* Assignment *
Where in the records does the word "frac" appear? Copy each line that holds it.

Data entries
==========
//! Audio ingestion
//!
//! Decodes arbitrary audio files with Symphonia into mono f32 at 44.1 kHz,
//! the only format a .pti instrument can carry.

use std::fs::File;
use std::path::Path;

use symphonia::core::audio::{AudioBufferRef, SampleBuffer};
use symphonia::core::codecs::DecoderOptions;
use symphonia::core::formats::FormatOptions;
use symphonia::core::io::MediaSourceStream;
use symphonia::core::meta::MetadataOptions;
use symphonia::core::probe::Hint;
use tracing::debug;

use pti_core::units::SAMPLE_RATE;
use pti_core::Error;

/// Decoded mono audio
pub struct DecodedAudio {
    pub samples: Vec<f32>,
    /// Rate of the source before resampling
    pub source_rate: u32,
    pub channels: usize,
}

/// Decode an audio file to mono f32 at 44.1 kHz
pub fn decode_audio(path: &Path) -> anyhow::Result<DecodedAudio> {
    let file = File::open(path)?;
    let mss = MediaSourceStream::new(Box::new(file), Default::default());

    let mut hint = Hint::new();
    if let Some(ext) = path.extension().and_then(|e| e.to_str()) {
        hint.with_extension(ext);
    }

    let probed = symphonia::default::get_probe()
        .format(
            &hint,
            mss,
            &FormatOptions::default(),
            &MetadataOptions::default(),
        )
        .map_err(|e| Error::AudioDecode(e.to_string()))?;

    let mut format = probed.format;

    let (track_id, source_rate, channels, codec_params) = {
        let track = format
            .default_track()
            .ok_or_else(|| Error::AudioDecode("No default track".to_string()))?;
        let sample_rate = track
            .codec_params
            .sample_rate
            .ok_or_else(|| Error::AudioDecode("Unknown sample rate".to_string()))?;
        let channels = track.codec_params.channels.map(|c| c.count()).unwrap_or(1);
        (track.id, sample_rate, channels, track.codec_params.clone())
    };

    let mut decoder = symphonia::default::get_codecs()
        .make(&codec_params, &DecoderOptions::default())
        .map_err(|e| Error::AudioDecode(e.to_string()))?;

    let mut mixer = MonoMixer::default();

    loop {
        let packet = match format.next_packet() {
            Ok(p) => p,
            Err(symphonia::core::errors::Error::IoError(ref e))
                if e.kind() == std::io::ErrorKind::UnexpectedEof =>
            {
                break
            }
            Err(e) => return Err(Error::AudioDecode(e.to_string()).into()),
        };

        if packet.track_id() != track_id {
            continue;
        }

        let decoded = decoder
            .decode(&packet)
            .map_err(|e| Error::AudioDecode(e.to_string()))?;
        mixer.push(decoded);
    }

    let mut samples = mixer.samples;
    if samples.is_empty() {
        return Err(Error::AudioDecode("No audio frames decoded".to_string()).into());
    }

    debug!(
        "Decoded {} frames at {} Hz, {} channel(s)",
        samples.len(),
        source_rate,
        channels
    );

    if source_rate != SAMPLE_RATE {
        debug!("Resampling {} Hz -> {} Hz", source_rate, SAMPLE_RATE);
        samples = resample_linear(&samples, source_rate, SAMPLE_RATE);
    }

    Ok(DecodedAudio {
        samples,
        source_rate,
        channels,
    })
}

/// Accumulates decoded packets of any sample format as mono f32.
///
/// Symphonia converts every format to interleaved f32; each frame is then
/// the mean of its channels.
#[derive(Default)]
struct MonoMixer {
    interleaved: Option<SampleBuffer<f32>>,
    samples: Vec<f32>,
}

impl MonoMixer {
    fn push(&mut self, decoded: AudioBufferRef<'_>) {
        let spec = *decoded.spec();
        let channels = spec.channels.count();
        if channels == 0 || decoded.frames() == 0 {
            return;
        }

        let capacity = decoded.capacity();
        let needed = capacity * channels;
        if !self
            .interleaved
            .as_ref()
            .is_some_and(|buf| buf.capacity() >= needed)
        {
            self.interleaved = None;
        }
        let buf = self
            .interleaved
            .get_or_insert_with(|| SampleBuffer::new(capacity as u64, spec));

        buf.copy_interleaved_ref(decoded);
        self.samples.extend(
            buf.samples()
                .chunks_exact(channels)
                .map(|frame| frame.iter().sum::<f32>() / channels as f32),
        );
    }
}

/// Linear interpolation resampler
pub fn resample_linear(samples: &[f32], from: u32, to: u32) -> Vec<f32> {
    if from == to || samples.is_empty() || from == 0 {
        return samples.to_vec();
    }

    let ratio = from as f64 / to as f64;
    let out_len = (samples.len() as f64 / ratio).round() as usize;
    let last = samples.len() - 1;

    (0..out_len)
        .map(|i| {
            let pos = i as f64 * ratio;
            let idx = (pos.floor() as usize).min(last);
            let frac = (pos - idx as f64) as f32;
            let a = samples[idx];
            let b = samples[(idx + 1).min(last)];
            a + (b - a) * frac
        })
        .collect()
}

/// Extensions the bundled Symphonia codecs can import
const AUDIO_EXTENSIONS: &[&str] = &["wav", "aif", "aiff", "flac", "mp3", "m4a", "aac"];

/// Whether `path` is a regular file with an importable audio extension
pub fn is_audio_file(path: &Path) -> bool {
    path.is_file()
        && path
            .extension()
            .and_then(|e| e.to_str())
            .is_some_and(|ext| {
                AUDIO_EXTENSIONS
                    .iter()
                    .any(|known| ext.eq_ignore_ascii_case(known))
            })
}

#[cfg(test)]
mod tests {
    use super::*;
    use pti_core::wav::WavHeader;
    use std::fs::File;
    use tempfile::TempDir;

    #[test]
    fn test_is_audio_file() {
        let tmp = TempDir::new().unwrap();

        let wav_path = tmp.path().join("kick.wav");
        File::create(&wav_path).unwrap();
        let flac_path = tmp.path().join("PAD.FLAC");
        File::create(&flac_path).unwrap();
        let pti_path = tmp.path().join("kick.pti");
        File::create(&pti_path).unwrap();
        let no_ext_path = tmp.path().join("kick");
        File::create(&no_ext_path).unwrap();

        assert!(is_audio_file(&wav_path));
        assert!(is_audio_file(&flac_path));
        assert!(!is_audio_file(&pti_path));
        assert!(!is_audio_file(&no_ext_path));
        assert!(!is_audio_file(Path::new("nonexistent.wav")));
    }

    #[test]
    fn test_resample_same_rate() {
        let samples = vec![0.1, 0.2, 0.3];
        assert_eq!(resample_linear(&samples, 44_100, 44_100), samples);
    }

    #[test]
    fn test_resample_upsample() {
        let samples = vec![0.0, 1.0, 0.0, -1.0];
        let out = resample_linear(&samples, 22_050, 44_100);
        assert_eq!(out.len(), 8);
        assert_eq!(out[0], 0.0);
        assert_eq!(out[1], 0.5);
        assert_eq!(out[2], 1.0);
        assert_eq!(out[3], 0.5);
        // Holds the last sample past the end
        assert_eq!(out[7], -1.0);
    }

    #[test]
    fn test_resample_downsample() {
        let samples: Vec<f32> = (0..96).map(|i| i as f32).collect();
        let out = resample_linear(&samples, 48_000, 44_100);
        assert_eq!(out.len(), 88);
        assert_eq!(out[0], 0.0);
        assert!(out.windows(2).all(|w| w[1] > w[0]));
    }

    #[test]
    fn test_decode_wav_export() {
        let tmp = TempDir::new().unwrap();
        let path = tmp.path().join("tone.wav");
        let audio: Vec<f32> = (0..441).map(|i| (i as f32 / 441.0) - 0.5).collect();
        std::fs::write(&path, pti_core::to_wav_file(&audio).unwrap()).unwrap();

        let decoded = decode_audio(&path).unwrap();
        assert_eq!(decoded.source_rate, 44_100);
        assert_eq!(decoded.channels, 1);
        assert_eq!(decoded.samples.len(), 441);
        assert!((decoded.samples[0] + 0.5).abs() < 0.001);
    }

    /// Uncompressed PCM WAV with the given interleaved sample bytes
    fn pcm_wav(channels: u16, sample_rate: u32, bits: u16, data: &[u8]) -> Vec<u8> {
        let mut bytes = WavHeader::pcm(channels, sample_rate, bits)
            .with_data_size(data.len() as u32)
            .to_bytes()
            .unwrap();
        bytes.extend_from_slice(data);
        bytes
    }

    #[test]
    fn test_decode_8bit_wav() {
        let tmp = TempDir::new().unwrap();
        let path = tmp.path().join("lofi.wav");
        // Unsigned 8-bit, 128 is silence
        std::fs::write(&path, pcm_wav(1, 44_100, 8, &[192u8; 1000])).unwrap();

        let decoded = decode_audio(&path).unwrap();
        assert_eq!(decoded.samples.len(), 1000);
        assert!(decoded.samples.iter().all(|s| (s - 0.5).abs() < 0.01));
    }

    #[test]
    fn test_decode_stereo_averages_channels() {
        let tmp = TempDir::new().unwrap();
        let path = tmp.path().join("stereo.wav");
        let mut data = Vec::new();
        for _ in 0..100 {
            data.extend_from_slice(&16384i16.to_le_bytes());
            data.extend_from_slice(&(-8192i16).to_le_bytes());
        }
        std::fs::write(&path, pcm_wav(2, 44_100, 16, &data)).unwrap();

        let decoded = decode_audio(&path).unwrap();
        assert_eq!(decoded.channels, 2);
        assert_eq!(decoded.samples.len(), 100);
        assert!(decoded.samples.iter().all(|s| (s - 0.125).abs() < 1e-4));
    }

    #[test]
    fn test_decode_resamples_to_44100() {
        let tmp = TempDir::new().unwrap();
        let path = tmp.path().join("half_rate.wav");
        let data: Vec<u8> = (0..2205).flat_map(|_| 8192i16.to_le_bytes()).collect();
        std::fs::write(&path, pcm_wav(1, 22_050, 16, &data)).unwrap();

        let decoded = decode_audio(&path).unwrap();
        assert_eq!(decoded.source_rate, 22_050);
        assert_eq!(decoded.samples.len(), 4410);
        assert!(decoded.samples.iter().all(|s| (s - 0.25).abs() < 1e-3));
    }

    #[test]
    fn test_decode_empty_wav_fails() {
        let tmp = TempDir::new().unwrap();
        let path = tmp.path().join("empty.wav");
        std::fs::write(&path, pcm_wav(1, 44_100, 16, &[])).unwrap();
        assert!(decode_audio(&path).is_err());
    }

    #[test]
    fn test_decode_garbage_fails() {
        let tmp = TempDir::new().unwrap();
        let path = tmp.path().join("broken.wav");
        std::fs::write(&path, b"not audio at all").unwrap();
        assert!(decode_audio(&path).is_err());
    }
}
==========
* Task response *
            let frac = (pos - idx as f64) as f32;
            a + (b - a) * frac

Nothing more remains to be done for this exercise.